> **Try it**: Show each line of the records below where the word "IntoResponse" occurs.

> **Supplied material**:
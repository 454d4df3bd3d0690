//! HTTP error responses for the gateway service

use axum::http::StatusCode;
use axum::response::{IntoResponse, Response};
use axum::Json;
use selcom_apigw::api::error::Error as SelcomApiError;
use selcom_apigw::GatewayResponse;
use serde_json::json;

/// Error returned by business endpoints
#[derive(Debug)]
pub enum ApiError {
    /// Gateway could not be reached or answered non-2xx
    Transport(SelcomApiError),
    /// Gateway answered with a failing result code
    Business {
        /// Transaction the call was about
        transid: String,
        /// Decoded gateway response
        response: GatewayResponse,
    },
    /// Request could not be built or the answer could not be decoded
    Internal(String),
}

impl From<SelcomApiError> for ApiError {
    fn from(err: SelcomApiError) -> Self {
        if err.is_transport() {
            ApiError::Transport(err)
        } else {
            ApiError::Internal(err.to_string())
        }
    }
}

impl IntoResponse for ApiError {
    fn into_response(self) -> Response {
        match self {
            ApiError::Transport(err) => {
                tracing::error!("Selcom transport failure: {}", err);
                let status = if err.is_timeout() {
                    StatusCode::GATEWAY_TIMEOUT
                } else {
                    StatusCode::BAD_GATEWAY
                };
                (
                    status,
                    Json(json!({
                        "status": "error",
                        "detail": format!("Selcom gateway unavailable: {}", err),
                    })),
                )
                    .into_response()
            }
            ApiError::Business { transid, response } => {
                let detail = format!("Transaction {} failed: {}", transid, response.message);
                tracing::warn!("{} (resultcode {})", detail, response.resultcode);
                (
                    StatusCode::BAD_REQUEST,
                    Json(json!({
                        "status": "failed",
                        "detail": detail,
                        "response": response,
                    })),
                )
                    .into_response()
            }
            ApiError::Internal(detail) => {
                tracing::error!("Internal error: {}", detail);
                (
                    StatusCode::INTERNAL_SERVER_ERROR,
                    Json(json!({
                        "status": "error",
                        "detail": detail,
                    })),
                )
                    .into_response()
            }
        }
    }
}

> **Response to this exercise**:
use axum::response::{IntoResponse, Response};
impl IntoResponse for ApiError {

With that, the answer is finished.